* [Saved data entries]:
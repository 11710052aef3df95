//! Package-centric summaries of detail lookups.
//!
//! A popular file can be shipped by hundreds of packages. For presentation,
//! the detail rows are collapsed so that each package name is reported once
//! (with every version it was seen at), and only the first `max_results`
//! package names get a flattened detail row.

use serde::Serialize;
use std::collections::{BTreeSet, HashMap};

use crate::details::{FileDetails, Package};

/// Default bound on the number of flattened detail rows.
pub const DEFAULT_MAX_RESULTS: usize = 25;

/// A single file record and its provenance, flattened for display.
///
/// Absent relationships become empty strings.
#[derive(Debug, Clone, Default, PartialEq, Eq, Serialize)]
pub struct FlatDetail {
    pub sha256: String,
    pub sha1: String,
    pub md5: String,
    pub file_name: String,
    pub file_size: u64,
    pub package_name: String,
    pub package_app_type: String,
    pub package_language: String,
    pub package_version: String,
    pub package_manufacturer: String,
    pub operating_system_name: String,
    pub operating_system_version: String,
    pub operating_system_manufacturer: String,
}
impl FlatDetail {
    fn new(file: &FileDetails, package: &Package) -> Self {
        let os = package.operating_system.as_ref();
        Self {
            sha256: file.sha256.clone(),
            sha1: file.sha1.clone(),
            md5: file.md5.clone(),
            file_name: file.file_name.clone(),
            file_size: file.file_size,
            package_name: package.name.trim().to_string(),
            package_app_type: package.application_type.trim().to_string(),
            package_language: package.language.trim().to_string(),
            package_version: package.version.trim().to_string(),
            package_manufacturer: package
                .manufacturer
                .as_ref()
                .map(|m| m.name.trim().to_string())
                .unwrap_or_default(),
            operating_system_name: os.map(|os| os.name.trim().to_string()).unwrap_or_default(),
            operating_system_version: os.map(|os| os.version.trim().to_string()).unwrap_or_default(),
            operating_system_manufacturer: os
                .and_then(|os| os.manufacturer.as_ref())
                .map(|m| m.name.trim().to_string())
                .unwrap_or_default(),
        }
    }
}

/// Every version a package name was observed at.
#[derive(Debug, Clone, PartialEq, Eq, Serialize)]
pub struct PackageVersions {
    pub name: String,
    pub app_type: String,
    pub versions: BTreeSet<String>,
}

#[derive(Debug, Clone, Copy, Default, PartialEq, Eq, Serialize)]
pub struct SummaryCounters {
    /// Distinct package names observed, including those past the bound.
    pub uniq_packages: usize,
    /// Detail rows considered, including those that were skipped.
    pub num_packages: usize,
}

#[derive(Debug, Clone, Default, PartialEq, Eq, Serialize)]
pub struct Summary {
    pub details: Vec<FlatDetail>,
    /// Package accumulators in the order their names were first seen.
    pub packages: Vec<PackageVersions>,
    pub counters: SummaryCounters,
}

/// Collapse detail rows into a package-centric summary.
///
/// Rows are processed in the order given; the first row seen for a package
/// name becomes that package's detail row, so the same input order always
/// yields the same summary. Rows without a package, or whose package has no
/// name or application type, can't be attributed to anything and are only
/// counted.
pub fn summarize(rows: &[FileDetails], max_results: usize) -> Summary {
    let mut details = Vec::new();
    let mut packages: Vec<PackageVersions> = Vec::new();
    let mut seen: HashMap<&str, usize> = HashMap::new();
    for row in rows {
        let Some(package) = &row.package else {
            continue;
        };
        let name = package.name.trim();
        let app_type = package.application_type.trim();
        if name.is_empty() || app_type.is_empty() {
            continue;
        }
        let version = package.version.trim().to_string();
        if let Some(&index) = seen.get(name) {
            packages[index].versions.insert(version);
            continue;
        }
        seen.insert(name, packages.len());
        packages.push(PackageVersions {
            name: name.to_string(),
            app_type: app_type.to_string(),
            versions: BTreeSet::from([version]),
        });
        if details.len() < max_results {
            details.push(FlatDetail::new(row, package));
        }
    }
    Summary {
        details,
        counters: SummaryCounters {
            uniq_packages: packages.len(),
            num_packages: rows.len(),
        },
        packages,
    }
}

#[cfg(test)]
mod tests {
    use super::*;
    use crate::details::{Manufacturer, OperatingSystem};
    use rstest::rstest;

    fn file(package: Option<Package>) -> FileDetails {
        FileDetails {
            sha256: "E3B0C44298FC1C149AFBF4C8996FB92427AE41E4649B934CA495991B7852B855".to_string(),
            sha1: "AC91EF00F33F12DD491CC91EF00F33F12DD491CA".to_string(),
            md5: "DC2311FFDC0015FCCC12130FF145DE78".to_string(),
            file_name: "WORD.EXE".to_string(),
            file_size: 1217645,
            package,
        }
    }

    fn package(name: &str, version: &str) -> Package {
        Package {
            name: name.to_string(),
            version: version.to_string(),
            language: "English".to_string(),
            application_type: "Operating System".to_string(),
            manufacturer: Some(Manufacturer { name: "Microsoft Corporation".to_string() }),
            operating_system: Some(OperatingSystem {
                name: "Windows NT".to_string(),
                version: "4.0".to_string(),
                manufacturer: Some(Manufacturer { name: "Microsoft Corporation".to_string() }),
            }),
        }
    }

    #[test]
    fn test_distinct_names_get_separate_details() {
        let rows = vec![
            file(Some(package("Microsoft Word", "2000"))),
            file(Some(package("Word", "2000"))),
        ];
        let summary = summarize(&rows, DEFAULT_MAX_RESULTS);
        assert_eq!(summary.details.len(), 2);
        assert_eq!(summary.details[0].package_name, "Microsoft Word");
        assert_eq!(summary.details[1].package_name, "Word");
        assert_eq!(summary.counters, SummaryCounters { uniq_packages: 2, num_packages: 2 });
    }

    #[test]
    fn test_repeated_name_only_adds_versions() {
        let rows = vec![
            file(Some(package("Office", " 2000 "))),
            file(Some(package("Office", "2003"))),
            file(Some(package("Office", "2000"))),
        ];
        let summary = summarize(&rows, DEFAULT_MAX_RESULTS);
        assert_eq!(summary.details.len(), 1);
        assert_eq!(summary.details[0].package_version, "2000");
        assert_eq!(summary.packages.len(), 1);
        assert_eq!(
            summary.packages[0].versions,
            BTreeSet::from(["2000".to_string(), "2003".to_string()])
        );
        assert_eq!(summary.counters, SummaryCounters { uniq_packages: 1, num_packages: 3 });
    }

    #[test]
    fn test_bound_limits_details_not_version_tracking() {
        let rows = vec![
            file(Some(package("A", "1"))),
            file(Some(package("B", "1"))),
            file(Some(package("C", "1"))),
            file(Some(package("B", "2"))),
            file(Some(package("C", "2"))),
        ];
        let summary = summarize(&rows, 1);
        assert_eq!(summary.details.len(), 1);
        assert_eq!(summary.details[0].package_name, "A");
        let names = summary.packages.iter().map(|p| p.name.as_str()).collect::<Vec<_>>();
        assert_eq!(names, ["A", "B", "C"]);
        assert_eq!(summary.packages[2].versions.len(), 2);
        assert_eq!(summary.counters, SummaryCounters { uniq_packages: 3, num_packages: 5 });
    }

    #[rstest]
    #[case::no_package(None)]
    #[case::empty_name(Some(package("", "1")))]
    #[case::blank_name(Some(package("   ", "1")))]
    #[case::empty_app_type(Some(Package { application_type: String::new(), ..package("A", "1") }))]
    fn test_unattributable_rows_are_only_counted(#[case] package: Option<Package>) {
        let summary = summarize(&[file(package)], DEFAULT_MAX_RESULTS);
        assert!(summary.details.is_empty());
        assert!(summary.packages.is_empty());
        assert_eq!(summary.counters, SummaryCounters { uniq_packages: 0, num_packages: 1 });
    }

    #[test]
    fn test_missing_relationships_flatten_to_empty_strings() {
        let bare = Package {
            manufacturer: None,
            operating_system: Some(OperatingSystem {
                name: " Custom OS ".to_string(),
                version: "1.0".to_string(),
                manufacturer: None,
            }),
            ..package(" PKG1 ", "2007")
        };
        let summary = summarize(&[file(Some(bare))], DEFAULT_MAX_RESULTS);
        let detail = &summary.details[0];
        assert_eq!(detail.package_name, "PKG1");
        assert_eq!(detail.package_manufacturer, "");
        assert_eq!(detail.operating_system_name, "Custom OS");
        assert_eq!(detail.operating_system_version, "1.0");
        assert_eq!(detail.operating_system_manufacturer, "");
        assert_eq!(detail.file_name, "WORD.EXE");
        assert_eq!(detail.file_size, 1217645);
    }

    #[rstest]
    #[case(0)]
    #[case(1)]
    #[case(2)]
    #[case(25)]
    fn test_counter_invariants(#[case] max_results: usize) {
        let rows = vec![
            file(None),
            file(Some(package("A", "1"))),
            file(Some(package("B", "1"))),
            file(Some(package("A", "2"))),
            file(Some(package("", "3"))),
        ];
        let summary = summarize(&rows, max_results);
        assert_eq!(summary.counters.num_packages, rows.len());
        assert!(summary.counters.uniq_packages <= summary.counters.num_packages);
        assert!(summary.details.len() <= max_results.min(summary.counters.uniq_packages));
        assert_eq!(summary.counters.uniq_packages, 2);
    }

    #[test]
    fn test_empty_input() {
        assert_eq!(summarize(&[], DEFAULT_MAX_RESULTS), Summary::default());
    }
}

* [About this exercise]: Among the lines of the data, identify those with the word "order". Copy each of them.

* [Output of the exercise]:
    /// Package accumulators in the order their names were first seen.
/// Rows are processed in the order given; the first row seen for a package
/// name becomes that package's detail row, so the same input order always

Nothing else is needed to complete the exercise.